While Browne-Gerner lay beside the road waiting for help, Dillenberger returned to the bar and ordered another drink. Rather than arrest him, sheriff's deputies wrote up a report and let prosecutors handle it. Initially charged with aggravated reckless driving, a felony, and misdemeanor assault, Dillenberger pleaded guilty to misdemeanor reckless driving last November. He was sentenced to 30 days in jail and fined $250 as result of his plea bargain. At his sentencing, Dillenberger told the judge he'd consumed five drinks before encountering Browne-Gerner, but he later denied that his drinking played a role in the incident. He also told the judge he was taking medication to control manic depression, a condition for which he has been hospitalized three times. Some locals rallied behind him. A tavern owner in Maeystown put up a banner to show her support.

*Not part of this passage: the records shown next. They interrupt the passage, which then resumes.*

// =============================================================================
// Risk Manager — margin gates and daily circuit breakers
// =============================================================================
//
// Two layers protect capital:
//
//   Margin gates (per order, fail closed):
//     - per-trade margin cap as a share of equity,
//     - portfolio margin cap across all open positions,
//     - maintenance-margin ratio floor after the new position,
//     - one position per symbol,
//     - global position cap from the balance profile.
//
//   Daily circuit breakers:
//     - daily loss %, consecutive losses, intraday drawdown, trades per day,
//     - manual kill switch.
//
// Daily statistics reset automatically when the UTC date rolls over.
// =============================================================================

use chrono::Utc;
use parking_lot::RwLock;
use serde::{Deserialize, Serialize};
use tracing::{debug, info, warn};

use crate::config::RiskConfig;

/// Snapshot of the risk state for status logging.
#[derive(Debug, Clone, Serialize, Deserialize)]
pub struct RiskSnapshot {
    pub risk_mode: String,
    pub equity_usd: f64,
    pub daily_pnl: f64,
    pub daily_pnl_pct: f64,
    pub consecutive_losses: u32,
    pub daily_trades_count: u32,
    pub daily_wins: u32,
    pub daily_losses: u32,
    pub max_drawdown_today_pct: f64,
    pub current_date: String,
}

struct Inner {
    equity_usd: f64,
    session_start_equity: f64,
    daily_pnl: f64,
    consecutive_losses: u32,
    daily_trades_count: u32,
    daily_wins: u32,
    daily_losses: u32,
    max_drawdown_today: f64,
    peak_equity_today: f64,
    current_date: String,
    killed: bool,
}

pub struct RiskManager {
    state: RwLock<Inner>,
    config: RiskConfig,
}

impl RiskManager {
    pub fn new(config: RiskConfig, starting_equity_usd: f64) -> Self {
        let today = Utc::now().format("%Y-%m-%d").to_string();
        info!(
            equity = starting_equity_usd,
            max_daily_loss_pct = config.max_daily_loss_pct,
            max_consecutive_losses = config.max_consecutive_losses,
            max_trades_per_day = config.max_trades_per_day,
            "risk manager initialised"
        );

        Self {
            state: RwLock::new(Inner {
                equity_usd: starting_equity_usd,
                session_start_equity: starting_equity_usd,
                daily_pnl: 0.0,
                consecutive_losses: 0,
                daily_trades_count: 0,
                daily_wins: 0,
                daily_losses: 0,
                max_drawdown_today: 0.0,
                peak_equity_today: starting_equity_usd,
                current_date: today,
                killed: false,
            }),
            config,
        }
    }

    // -------------------------------------------------------------------------
    // Equity tracking
    // -------------------------------------------------------------------------

    /// Update equity from the latest exchange balance read.
    pub fn set_equity(&self, equity_usd: f64) {
        if equity_usd > 0.0 {
            self.state.write().equity_usd = equity_usd;
        }
    }

    pub fn equity(&self) -> f64 {
        self.state.read().equity_usd
    }

    // -------------------------------------------------------------------------
    // Margin gates (per order)
    // -------------------------------------------------------------------------

    /// Check every margin gate for a prospective order. Returns the blocking
    /// reason code, or `None` when all gates pass.
    #[allow(clippy::too_many_arguments)]
    pub fn margin_gate(
        &self,
        margin_required_usd: f64,
        notional_usd: f64,
        margins_in_use_usd: f64,
        notional_in_use_usd: f64,
        open_position_count: usize,
        symbol_has_position: bool,
        max_positions: usize,
    ) -> Option<&'static str> {
        let equity = self.equity();
        if equity <= 0.0 {
            return Some("margin_guard");
        }

        if symbol_has_position {
            return Some("symbol_position_exists");
        }

        if open_position_count >= max_positions {
            return Some("max_positions");
        }

        if margin_required_usd > self.config.max_margin_per_trade_pct / 100.0 * equity {
            return Some("margin_guard");
        }

        if margins_in_use_usd + margin_required_usd
            > self.config.max_portfolio_margin_pct / 100.0 * equity
        {
            return Some("margin_guard");
        }

        // Maintenance ratio: equity over total notional after the new
        // position must stay above the configured floor.
        let total_notional = notional_in_use_usd + notional_usd;
        if total_notional > 0.0 && equity / total_notional < self.config.maintenance_margin_floor {
            return Some("maintenance_margin");
        }

        None
    }

    // -------------------------------------------------------------------------
    // Daily circuit breakers
    // -------------------------------------------------------------------------

    /// Record the realized PnL of a completed trade.
    pub fn record_trade_result(&self, pnl: f64) {
        self.maybe_reset_daily();
        let mut s = self.state.write();

        s.daily_pnl += pnl;
        s.daily_trades_count += 1;
        s.equity_usd += pnl;

        if pnl >= 0.0 {
            s.daily_wins += 1;
            s.consecutive_losses = 0;
        } else {
            s.daily_losses += 1;
            s.consecutive_losses += 1;
        }

        if s.equity_usd > s.peak_equity_today {
            s.peak_equity_today = s.equity_usd;
        }
        let drawdown = if s.peak_equity_today > 0.0 {
            (s.peak_equity_today - s.equity_usd) / s.peak_equity_today
        } else {
            0.0
        };
        if drawdown > s.max_drawdown_today {
            s.max_drawdown_today = drawdown;
        }

        debug!(
            pnl,
            daily_pnl = s.daily_pnl,
            consecutive_losses = s.consecutive_losses,
            daily_trades = s.daily_trades_count,
            "trade result recorded"
        );
    }

    /// Whether the breakers permit a new trade right now.
    pub fn can_trade(&self) -> (bool, Option<String>) {
        self.maybe_reset_daily();
        let s = self.state.read();

        if s.killed {
            return (false, Some("kill switch activated".to_string()));
        }

        let base = s.session_start_equity.max(1.0);
        let daily_loss_pct = (-s.daily_pnl) / base * 100.0;
        if daily_loss_pct >= self.config.max_daily_loss_pct {
            let msg = format!(
                "daily loss breaker: {:.2}% lost (limit {:.2}%)",
                daily_loss_pct, self.config.max_daily_loss_pct
            );
            warn!("{msg}");
            return (false, Some(msg));
        }

        if s.consecutive_losses >= self.config.max_consecutive_losses {
            let msg = format!(
                "consecutive loss breaker: {} in a row (limit {})",
                s.consecutive_losses, self.config.max_consecutive_losses
            );
            warn!("{msg}");
            return (false, Some(msg));
        }

        if s.max_drawdown_today * 100.0 >= self.config.max_drawdown_pct {
            let msg = format!(
                "drawdown breaker: {:.2}% (limit {:.2}%)",
                s.max_drawdown_today * 100.0,
                self.config.max_drawdown_pct
            );
            warn!("{msg}");
            return (false, Some(msg));
        }

        if s.daily_trades_count >= self.config.max_trades_per_day {
            let msg = format!(
                "trade limit breaker: {} trades today (limit {})",
                s.daily_trades_count, self.config.max_trades_per_day
            );
            warn!("{msg}");
            return (false, Some(msg));
        }

        (true, None)
    }

    /// Block all trading until the process restarts.
    pub fn kill(&self) {
        self.state.write().killed = true;
        warn!("kill switch activated — all trading halted");
    }

    pub fn snapshot(&self) -> RiskSnapshot {
        self.maybe_reset_daily();
        let s = self.state.read();
        let base = s.session_start_equity.max(1.0);

        RiskSnapshot {
            risk_mode: if s.killed {
                "KILLED".to_string()
            } else if !self.breakers_clear(&s) {
                "BREAKER_TRIPPED".to_string()
            } else {
                "Normal".to_string()
            },
            equity_usd: s.equity_usd,
            daily_pnl: s.daily_pnl,
            daily_pnl_pct: s.daily_pnl / base * 100.0,
            consecutive_losses: s.consecutive_losses,
            daily_trades_count: s.daily_trades_count,
            daily_wins: s.daily_wins,
            daily_losses: s.daily_losses,
            max_drawdown_today_pct: s.max_drawdown_today * 100.0,
            current_date: s.current_date.clone(),
        }
    }

    // -------------------------------------------------------------------------
    // Internals
    // -------------------------------------------------------------------------

    fn breakers_clear(&self, s: &Inner) -> bool {
        let base = s.session_start_equity.max(1.0);
        (-s.daily_pnl) / base * 100.0 < self.config.max_daily_loss_pct
            && s.consecutive_losses < self.config.max_consecutive_losses
            && s.max_drawdown_today * 100.0 < self.config.max_drawdown_pct
            && s.daily_trades_count < self.config.max_trades_per_day
    }

    fn maybe_reset_daily(&self) {
        let today = Utc::now().format("%Y-%m-%d").to_string();
        {
            let s = self.state.read();
            if s.current_date == today {
                return;
            }
        }
        let mut s = self.state.write();
        // Re-check under the write lock; another task may have reset already.
        if s.current_date != today {
            info!(
                old_date = %s.current_date,
                new_date = %today,
                "date rolled — resetting daily risk counters"
            );
            s.daily_pnl = 0.0;
            s.consecutive_losses = 0;
            s.daily_trades_count = 0;
            s.daily_wins = 0;
            s.daily_losses = 0;
            s.max_drawdown_today = 0.0;
            s.peak_equity_today = s.equity_usd;
            s.session_start_equity = s.equity_usd;
            s.current_date = today;
        }
    }
}

impl std::fmt::Debug for RiskManager {
    fn fmt(&self, f: &mut std::fmt::Formatter<'_>) -> std::fmt::Result {
        let s = self.state.read();
        f.debug_struct("RiskManager")
            .field("equity_usd", &s.equity_usd)
            .field("daily_pnl", &s.daily_pnl)
            .field("daily_trades", &s.daily_trades_count)
            .finish()
    }
}

// =============================================================================
// Tests
// =============================================================================
#[cfg(test)]
mod tests {
    use super::*;

    fn manager(equity: f64) -> RiskManager {
        RiskManager::new(RiskConfig::default(), equity)
    }

    #[test]
    fn margin_gates_pass_small_trade() {
        let rm = manager(10_000.0);
        // 50 USD margin on 500 notional, nothing else open.
        assert_eq!(rm.margin_gate(50.0, 500.0, 0.0, 0.0, 0, false, 9), None);
    }

    #[test]
    fn per_trade_margin_cap() {
        let rm = manager(1_000.0);
        // Default cap 10% of equity = 100 USD.
        assert_eq!(
            rm.margin_gate(150.0, 1_500.0, 0.0, 0.0, 0, false, 9),
            Some("margin_guard")
        );
    }

    #[test]
    fn portfolio_margin_cap() {
        let rm = manager(1_000.0);
        // Default portfolio cap 40% = 400 USD; 350 in use + 80 new > 400.
        assert_eq!(
            rm.margin_gate(80.0, 800.0, 350.0, 3_500.0, 3, false, 9),
            Some("margin_guard")
        );
    }

    #[test]
    fn one_position_per_symbol() {
        let rm = manager(10_000.0);
        assert_eq!(
            rm.margin_gate(50.0, 500.0, 0.0, 0.0, 1, true, 9),
            Some("symbol_position_exists")
        );
    }

    #[test]
    fn global_position_cap() {
        let rm = manager(10_000.0);
        assert_eq!(
            rm.margin_gate(50.0, 500.0, 400.0, 4_000.0, 9, false, 9),
            Some("max_positions")
        );
    }

    #[test]
    fn maintenance_floor() {
        let rm = manager(1_000.0);
        // 60k notional against 1k equity: ratio 1.6% < 2% floor.
        assert_eq!(
            rm.margin_gate(90.0, 30_000.0, 10.0, 30_000.0, 1, false, 9),
            Some("maintenance_margin")
        );
    }

    #[test]
    fn daily_loss_breaker_trips() {
        let rm = manager(1_000.0);
        assert!(rm.can_trade().0);

        // Default 3% daily loss limit.
        rm.record_trade_result(-35.0);
        let (allowed, reason) = rm.can_trade();
        assert!(!allowed);
        assert!(reason.unwrap().contains("daily loss"));
    }

    #[test]
    fn consecutive_loss_breaker_resets_on_win() {
        let rm = manager(100_000.0);
        for _ in 0..4 {
            rm.record_trade_result(-1.0);
        }
        assert!(rm.can_trade().0);

        rm.record_trade_result(2.0); // win resets the streak
        for _ in 0..4 {
            rm.record_trade_result(-1.0);
        }
        assert!(rm.can_trade().0);

        rm.record_trade_result(-1.0); // fifth in a row
        assert!(!rm.can_trade().0);
    }

    #[test]
    fn kill_switch_blocks() {
        let rm = manager(10_000.0);
        rm.kill();
        let (allowed, reason) = rm.can_trade();
        assert!(!allowed);
        assert!(reason.unwrap().contains("kill switch"));
        assert_eq!(rm.snapshot().risk_mode, "KILLED");
    }

    #[test]
    fn snapshot_tracks_wins_and_losses() {
        let rm = manager(10_000.0);
        rm.record_trade_result(10.0);
        rm.record_trade_result(-4.0);
        let snap = rm.snapshot();
        assert_eq!(snap.daily_wins, 1);
        assert_eq!(snap.daily_losses, 1);
        assert!((snap.daily_pnl - 6.0).abs() < 1e-9);
        assert!((snap.equity_usd - 10_006.0).abs() < 1e-9);
    }
}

Aghast at what they considered a light sentence, some cyclists called for a protest ride through the county, but those plans were canceled at Browne-Gerner's behest. At the time, Browne-Gerner was asking a Monroe County circuit judge to order Dillenberger to pay $88,960 in restitution for medical expenses and lost wages. In January, the judge rejected her request because Illinois law, at the time of the incident, barred restitution in misdemeanor traffic cases. Now Dillenberger is facing a lawsuit filed by Browne-Gerner, who is seeking more than $75,000. Rather than face a Monroe County jury, Browne-Gerner's attorney, Gregory Shevlin, sued Dillenberger in federal court in East St. Louis. A trial is set for December.
Citing the pending legal action, Shevlin and David Nester, Dillenberger's lawyer, declined to make their clients available for interviews.
Determined to show that what happened to Browne-Gerner was an anomaly, cyclists in May held what they dubbed a "harmony ride" through Monroe County to demonstrate that cyclists and motorists can get along. The ride drew more than 100 cyclists, and no problems were reported. Organizers urged cyclists to write "Harmony Ride" on dollar bills and spend them in local businesses to show that cyclists can boost the economy. None of those bills found their way to the Fountain Inn, where McClellan taped up his own dollar bill behind the bar to show what he thinks.